Problem Characterization:
Finding what a reader likes in a review is not an easy task. Different rhetorics will be used for different review types. The length, word choice, and structure will differ greatly. Due to this, simply looking for what words occur frequently will not work if done on the entire review dataset. For example, the combination of “Wonderful” and
“dreadful” should probably not be used in the same. Therefore, reviews must be
differentiated from each other somehow to avoid finding conflicting rhetoric. People will score differently too. Some might think a five star review is a baseline, with stars only being docked if they are inconvenienced. Others might consider a three star review to be the standard. This make it difficult to decide what to consider a positive review. In fact, there is a bias towards how certain age groups view user reviews. Where younger people consider a business’ average rating to matter the most, older adults didn’t pay much attention to it [2]. Therefore, younger people could be more inclined to increase the useful score if the rating was high.

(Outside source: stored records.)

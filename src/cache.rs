//! Expiring key/value cache with a hard size bound
//!
//! Used by discovery for three independent caches:
//! - positive search results (query -> candidates)
//! - negative search results (query found nothing, shorter TTL)
//! - resolved entities (handle -> candidate, longest TTL)
//!
//! ## Eviction
//!
//! Expired entries are dropped lazily when they are read. When a new key is
//! inserted into a full cache, exactly one entry is evicted first: the one with
//! the smallest expiry. There is no recency or frequency tracking.

use std::collections::HashMap;
use std::time::Duration;
use tokio::time::Instant;

/// A cached value and the monotonic instant after which it is dead
#[derive(Debug, Clone)]
pub struct CacheEntry<V> {
    pub value: V,
    pub expires_at: Instant,
}

#[derive(Debug)]
pub struct TtlCache<V> {
    default_ttl: Duration,
    max_items: usize,
    entries: HashMap<String, CacheEntry<V>>,
}

impl<V: Clone> TtlCache<V> {
    pub fn new(default_ttl: Duration, max_items: usize) -> Self {
        Self {
            default_ttl,
            max_items,
            entries: HashMap::new(),
        }
    }

    /// Returns the live value for `key`, dropping it if it has expired
    pub fn get(&mut self, key: &str) -> Option<V> {
        let expired = match self.entries.get(key) {
            None => return None,
            Some(entry) => entry.expires_at < Instant::now(),
        };

        if expired {
            self.entries.remove(key);
            return None;
        }

        self.entries.get(key).map(|entry| entry.value.clone())
    }

    /// Insert `value` under `key` with `ttl` (or the cache default)
    ///
    /// A full cache evicts its soonest-to-expire entry before a new key goes in.
    /// Overwriting an existing key never evicts anything else.
    pub fn set(&mut self, key: impl Into<String>, value: V, ttl: Option<Duration>) {
        if self.max_items == 0 {
            return;
        }

        let key = key.into();
        if !self.entries.contains_key(&key) && self.entries.len() >= self.max_items {
            self.evict_one();
        }

        let expires_at = Instant::now() + ttl.unwrap_or(self.default_ttl);
        self.entries.insert(key, CacheEntry { value, expires_at });
    }

    pub fn has(&mut self, key: &str) -> bool {
        self.get(key).is_some()
    }

    /// Number of stored entries, including expired ones not yet collected
    pub fn len(&self) -> usize {
        self.entries.len()
    }

    pub fn is_empty(&self) -> bool {
        self.entries.is_empty()
    }

    fn evict_one(&mut self) {
        let victim = self
            .entries
            .iter()
            .min_by_key(|(_, entry)| entry.expires_at)
            .map(|(key, _)| key.clone());

        if let Some(key) = victim {
            log::trace!("cache full, evicting '{}'", key);
            self.entries.remove(&key);
        }
    }
}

Reviews are long, and an aggregation of them takes up a large amount of data. To get accurate information on all of them in a quick manner, a way to circumvent the bottleneck of IO needs to be used. Due to this, a cluster must be used to analyze a large set of reviews. However, the reviews will be distributed across the cluster. Words will be counted across different machines. Thus, finding the highest occuring words and ordering them appropriately will be difficult. Working in a distributed environment with this large dataset could cause potential problems with the heap on the driver. Pulling down too much of any data to a driver to handle or store it for analysis could crash a driver with ease. Therefore, data will have to be stored sparingly. The best approach would be to find a way to never aggregate large amount of data the driver.
When trying to track down what keywords are used in a review, some words must be completely ignored. Looking for words like “the”, “of”, and “was” will not tell much about the nature of a review. If you really want to know what makes reviews good, uncommon words must be found. Filtering out a lot of words in a dictionary will be computationally expensive, so a balance of performance and words filtered by must be found. Finding uncommon words will involve filtering out bad data in some fashion.
Splitting reviews is not an easy task either. To find what words are in a review, data must be split on something. Regex patterns are a great idea, but they quickly get complex. Simply splitting on whitespace will return strings with periods and decreasing the exact word counts of some words.
Verifying the results is going to be a big issue. Reviews are entirely subjective, so it is hard to judge if the results returned are valid just by looking at them. Where
someone might think long reviews are helpful, another might think short ones are. Therefore, verifying that the computed results are correct and the program is bug free will be difficult to do by eye.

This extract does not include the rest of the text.